What are the Germans doing and those who support them in this country and abroad and what are their parishes and liturgies like?
5 comments:
Well in keeping with the theme, this is how some "progressives" view traditionalists. And no this is not sarcasm:
"What traditionalists are doing may appear peaceful, but we progressives know it is violent. They are violently tearing the focus of religion away from our utopia of love, tolerance, and well-being. They are setting their sights on something otherworldly, something outside, something higher. Their every genuflection is in rude defiance of the dogma we’ve so carefully instilled in the Church: God is more within than without; He is to be found in ourselves, in the spirit of our times, in the community, in interaction with other human beings. As Fr. Reese says, “More important than the transformation of the bread and wine into the body and blood of Christ is the transformation of the community into the body of Christ so we can live out the covenant we have through Christ.”
As Fr. Reese says, “More important than the transformation of the bread and wine into the body and blood of Christ is the transformation of the community into the body of Christ so we can live out the covenant we have through Christ.”
i suspect that Father Reese is my age, maybe a bit older, but what you quote he wrote is so stereotypical of 1970’s sacramental theology. Don’t get me wrong though, it is not wrong but its promotion was wrong. Those teaching this did so to denigrate transubstantiation which had fallen out of favor with modern theologians of the 1970’s. They felt that the focus should be not on the bread and wine and gazing on the “Species” which is vertical, but purely horizontal. Pope Benedict nailed it in his critique of post-Vatican II Sacramental theology.
While I have to say that I got both heterodox and orthodox sacramental theology at my seminary, the ultimate teachers were those who celebrated Mass. Again, some did it by the book, others did not. Most would not genuflect during Mass and it had only been 10 years at the most since the Ordinary Form had be introduced which reduced the number of genuflections in the Mass. These priests did none, nor did they elevate the Host or Chalice. No magic moments in the Eucharistic Prayer as the whole prayer was to be seen as important but certainly not magical.
Of course it isn’t either the community being transformed or the Bread and Wine transformed, it is both and. However, we can never presume that the community is transformed due to sin and corruption, we can presume in Faith that the Bread and Wine are transformed/consecrated/transubtantiated.
"The God of Surprises" is nothing new.
Moses was surprised by God to discover the Divine Presence in the burning bush.
Abraham was surprised by God's command to sacrifice his son, and further surprised to find a ram in the thicket.
Naaman the Syrian was surprised by God when he was sent, not to the king of Israel, but to the prophet Elisha.
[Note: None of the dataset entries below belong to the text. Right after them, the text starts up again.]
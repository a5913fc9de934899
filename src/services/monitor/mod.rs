//! Proximity monitoring loop
//!
//! Every tick the monitor takes the vehicles seen recently and the active
//! geofence set, and for each vehicle:
//! - throttles vehicles checked too recently or barely moving
//! - narrows the geofence set to those within the nearby radius
//! - emits Entered / Exited / Approaching alerts, subject to a per-pair cooldown
//!
//! Exited bypasses the cooldown: it closes an outstanding Entered, so a
//! cooldown window holds at most one Entered/Exited pair for a given
//! vehicle and geofence.
//!
//! Vehicles are evaluated in fixed-size batches; vehicles inside a batch run
//! as separate tasks so one failure cannot take down the rest.

mod state;

use crate::domain::alert::{AlertEvent, AlertType};
use crate::domain::eta::EtaResult;
use crate::domain::geofence::Geofence;
use crate::domain::types::{VehicleId, VehicleLocation};
use crate::infra::config::Config;
use crate::infra::metrics::Metrics;
use crate::io::location_store::LocationStore;
use crate::services::dispatcher::AlertDispatcher;
use crate::services::eta::EtaEngine;
use crate::services::geofence_store::GeofenceStore;
use crate::services::spatial;
use chrono::Utc;
use futures_util::future::join_all;
use parking_lot::Mutex;
use rustc_hash::FxHashMap;
use smallvec::SmallVec;
use state::VehicleState;
use std::sync::Arc;
use tokio::sync::watch;
use tokio::time::{interval, Duration, Instant, MissedTickBehavior};
use tracing::{debug, error, info, warn};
He was further surprised to find the cure for his skin ailment in bathing seven times in the Jordan. He wondered aloud whether the Abana and the Pharpar, the rivers of Damascus, were not superior waters.
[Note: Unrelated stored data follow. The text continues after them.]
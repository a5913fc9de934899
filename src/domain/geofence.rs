//! Geofence definitions and their validation rules

use crate::domain::types::{GeofenceId, LatLon};
use crate::error::ValidationError;
use chrono::{DateTime, Utc};
use serde::{Deserialize, Serialize};

/// Spatial extent of a geofence
#[derive(Debug, Clone, PartialEq, Serialize, Deserialize)]
#[serde(tag = "type", rename_all = "lowercase")]
pub enum GeofenceShape {
    Circle {
        center: LatLon,
        #[serde(rename = "radiusMeters")]
        radius_meters: f64,
    },
    Polygon {
        /// Ordered ring, implicitly closed (last point connects to first)
        points: Vec<LatLon>,
    },
}

impl GeofenceShape {
    /// Reference point used for distance and bearing calculations.
    ///
    /// Circles use their center; polygons the average of their vertices.
    pub fn anchor(&self) -> LatLon {
        match self {
            GeofenceShape::Circle { center, .. } => *center,
            GeofenceShape::Polygon { points } => {
                if points.is_empty() {
                    return LatLon::new(0.0, 0.0);
                }
                let n = points.len() as f64;
                let (lat_sum, lon_sum) =
                    points.iter().fold((0.0, 0.0), |(la, lo), p| (la + p.lat, lo + p.lon));
                LatLon::new(lat_sum / n, lon_sum / n)
            }
        }
    }

    pub fn validate(&self) -> Result<(), ValidationError> {
        match self {
            GeofenceShape::Circle { center, radius_meters } => {
                check_coordinate(center)?;
                if !radius_meters.is_finite() || *radius_meters <= 0.0 {
                    return Err(ValidationError::RadiusNotPositive(*radius_meters));
                }
            }
            GeofenceShape::Polygon { points } => {
                if points.len() < 3 {
                    return Err(ValidationError::TooFewPoints(points.len()));
                }
                for point in points {
                    check_coordinate(point)?;
                }
            }
        }
        Ok(())
    }
}

fn check_coordinate(point: &LatLon) -> Result<(), ValidationError> {
    if point.is_valid() {
        Ok(())
    } else {
        Err(ValidationError::InvalidCoordinate { lat: point.lat, lon: point.lon })
    }
}

#[derive(Debug, Clone, Copy, PartialEq, Eq, Serialize, Deserialize)]
#[serde(rename_all = "snake_case")]
pub enum GeofenceCategory {
    BusStop,
    Depot,
    Maintenance,
    Restricted,
}

#[derive(Debug, Clone, Default, PartialEq, Serialize, Deserialize)]
#[serde(rename_all = "camelCase")]
pub struct GeofenceMetadata {
    #[serde(default, skip_serializing_if = "Option::is_none")]
    pub stop_id: Option<String>,
    #[serde(default, skip_serializing_if = "Option::is_none")]
    pub route_id: Option<String>,
    /// Timetabled arrival at this geofence, used for delay-based priority
    #[serde(default, skip_serializing_if = "Option::is_none")]
    pub scheduled_arrival: Option<DateTime<Utc>>,
}

#[derive(Debug, Clone, PartialEq, Serialize, Deserialize)]
#[serde(rename_all = "camelCase")]
pub struct Geofence {
    pub id: GeofenceId,
    pub name: String,
    #[serde(default, skip_serializing_if = "Option::is_none")]
    pub description: Option<String>,
    pub shape: GeofenceShape,
    pub alert_threshold_minutes: u32,
    pub active: bool,
    #[serde(default, skip_serializing_if = "Option::is_none")]
    pub category: Option<GeofenceCategory>,
    #[serde(default)]
    pub metadata: GeofenceMetadata,
    pub created_at: DateTime<Utc>,
    pub updated_at: DateTime<Utc>,
}

impl Geofence {
    #[inline]
    pub fn anchor(&self) -> LatLon {
        self.shape.anchor()
    }

    #[inline]
    pub fn is_restricted(&self) -> bool {
        self.category == Some(GeofenceCategory::Restricted)
    }

    pub fn validate(&self) -> Result<(), ValidationError> {
        if self.name.trim().is_empty() {
            return Err(ValidationError::EmptyName);
        }
        if self.alert_threshold_minutes == 0 {
            return Err(ValidationError::ThresholdNotPositive);
        }
        self.shape.validate()
    }
}

/// Request body for creating a geofence
#[derive(Debug, Clone, Deserialize)]
#[serde(rename_all = "camelCase")]
pub struct NewGeofence {
    /// Optional caller-chosen id (used for configured seeds)
    #[serde(default)]
    pub id: Option<GeofenceId>,
    pub name: String,
    #[serde(default)]
    pub description: Option<String>,
    pub shape: GeofenceShape,
    pub alert_threshold_minutes: u32,
    #[serde(default = "default_active")]
    pub active: bool,
    #[serde(default)]
    pub category: Option<GeofenceCategory>,
    #[serde(default)]
    pub metadata: GeofenceMetadata,
}

fn default_active() -> bool {
    true
}

impl NewGeofence {
    pub fn into_geofence(self, now: DateTime<Utc>) -> Geofence {
        Geofence {
            id: self.id.unwrap_or_else(GeofenceId::generate),
            name: self.name,
            description: self.description,
            shape: self.shape,
            alert_threshold_minutes: self.alert_threshold_minutes,
            active: self.active,
            category: self.category,
            metadata: self.metadata,
            created_at: now,
            updated_at: now,
        }
    }
}

/// Partial update; absent fields keep their current value
#[derive(Debug, Clone, Default, Deserialize)]
#[serde(rename_all = "camelCase")]
pub struct GeofenceUpdate {
    #[serde(default)]
    pub name: Option<String>,
    #[serde(default)]
    pub description: Option<String>,
    #[serde(default)]
    pub shape: Option<GeofenceShape>,
    #[serde(default)]
    pub alert_threshold_minutes: Option<u32>,
    #[serde(default)]
    pub active: Option<bool>,
    #[serde(default)]
    pub category: Option<GeofenceCategory>,
    #[serde(default)]
    pub metadata: Option<GeofenceMetadata>,
}

impl GeofenceUpdate {
    pub fn apply(self, geofence: &mut Geofence, now: DateTime<Utc>) {
        if let Some(name) = self.name {
            geofence.name = name;
        }
        if let Some(description) = self.description {
            geofence.description = Some(description);
        }
        if let Some(shape) = self.shape {
            geofence.shape = shape;
        }
        if let Some(threshold) = self.alert_threshold_minutes {
            geofence.alert_threshold_minutes = threshold;
        }
        if let Some(active) = self.active {
            geofence.active = active;
        }
        if let Some(category) = self.category {
            geofence.category = Some(category);
        }
        if let Some(metadata) = self.metadata {
            geofence.metadata = metadata;
        }
        geofence.updated_at = now;
    }
}

#[cfg(test)]
mod tests {
    use super::*;

    fn circle(radius: f64) -> GeofenceShape {
        GeofenceShape::Circle { center: LatLon::new(43.4723, -80.5449), radius_meters: radius }
    }

    #[test]
    fn test_circle_validation() {
        assert!(circle(30.0).validate().is_ok());
        assert_eq!(circle(0.0).validate(), Err(ValidationError::RadiusNotPositive(0.0)));
        assert!(circle(-5.0).validate().is_err());
        assert!(circle(f64::NAN).validate().is_err());
    }

    #[test]
    fn test_polygon_needs_three_points() {
        let shape = GeofenceShape::Polygon {
            points: vec![LatLon::new(43.0, -80.0), LatLon::new(43.1, -80.0)],
        };
        assert_eq!(shape.validate(), Err(ValidationError::TooFewPoints(2)));
    }

    #[test]
    fn test_polygon_anchor_is_vertex_centroid() {
        let shape = GeofenceShape::Polygon {
            points: vec![
                LatLon::new(0.0, 0.0),
                LatLon::new(0.0, 2.0),
                LatLon::new(2.0, 2.0),
                LatLon::new(2.0, 0.0),
            ],
        };
        assert_eq!(shape.anchor(), LatLon::new(1.0, 1.0));
    }

    #[test]
    fn test_shape_json_format() {
        let json = r#"{"type":"circle","center":{"lat":43.47,"lon":-80.54},"radiusMeters":50}"#;
        let shape: GeofenceShape = serde_json::from_str(json).unwrap();
        assert_eq!(
            shape,
            GeofenceShape::Circle { center: LatLon::new(43.47, -80.54), radius_meters: 50.0 }
        );
    }

    #[test]
    fn test_update_applies_only_present_fields() {
        let now = Utc::now();
        let mut geofence = NewGeofence {
            id: None,
            name: "Depot".to_string(),
            description: None,
            shape: circle(100.0),
            alert_threshold_minutes: 5,
            active: true,
            category: Some(GeofenceCategory::Depot),
            metadata: GeofenceMetadata::default(),
        }
        .into_geofence(now);

        GeofenceUpdate { alert_threshold_minutes: Some(3), ..Default::default() }
            .apply(&mut geofence, now);

        assert_eq!(geofence.name, "Depot");
        assert_eq!(geofence.alert_threshold_minutes, 3);
        assert_eq!(geofence.category, Some(GeofenceCategory::Depot));
    }

    #[test]
    fn test_geofence_validation_rejects_zero_threshold() {
        let mut geofence = NewGeofence {
            id: Some(GeofenceId::from("gf-1")),
            name: "Stop".to_string(),
            description: None,
            shape: circle(30.0),
            alert_threshold_minutes: 0,
            active: true,
            category: None,
            metadata: GeofenceMetadata::default(),
        }
        .into_geofence(Utc::now());
        assert_eq!(geofence.validate(), Err(ValidationError::ThresholdNotPositive));

        geofence.alert_threshold_minutes = 2;
        geofence.name = "  ".to_string();
        assert_eq!(geofence.validate(), Err(ValidationError::EmptyName));
    }
}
No, the "God of Surprises" is the God we serve. Our struggle is to wrap out mortal minds around the ways God works, rather than trying to make God fit our categories.
The ideological use of “God of surprises” by liberals in the Church, I mean heterodox, is far from what you describe in Scripture, but yes, as it concerns them, the heterodox, they are “trying to make God fit (their) categories.” Well said (written)!
Here's another take on God being found in the "spirit of our times!"
“God is more within than without; He is to be found in ourselves, in the spirit of our times” Wow. So God is to be found in the spirit of our times? In abortion, euthanasia, easy divorce, contraception, approval of same sex unions, men using women’s bathrooms, total lockdown and isolation due to a disease with a 99.7% survival rate?"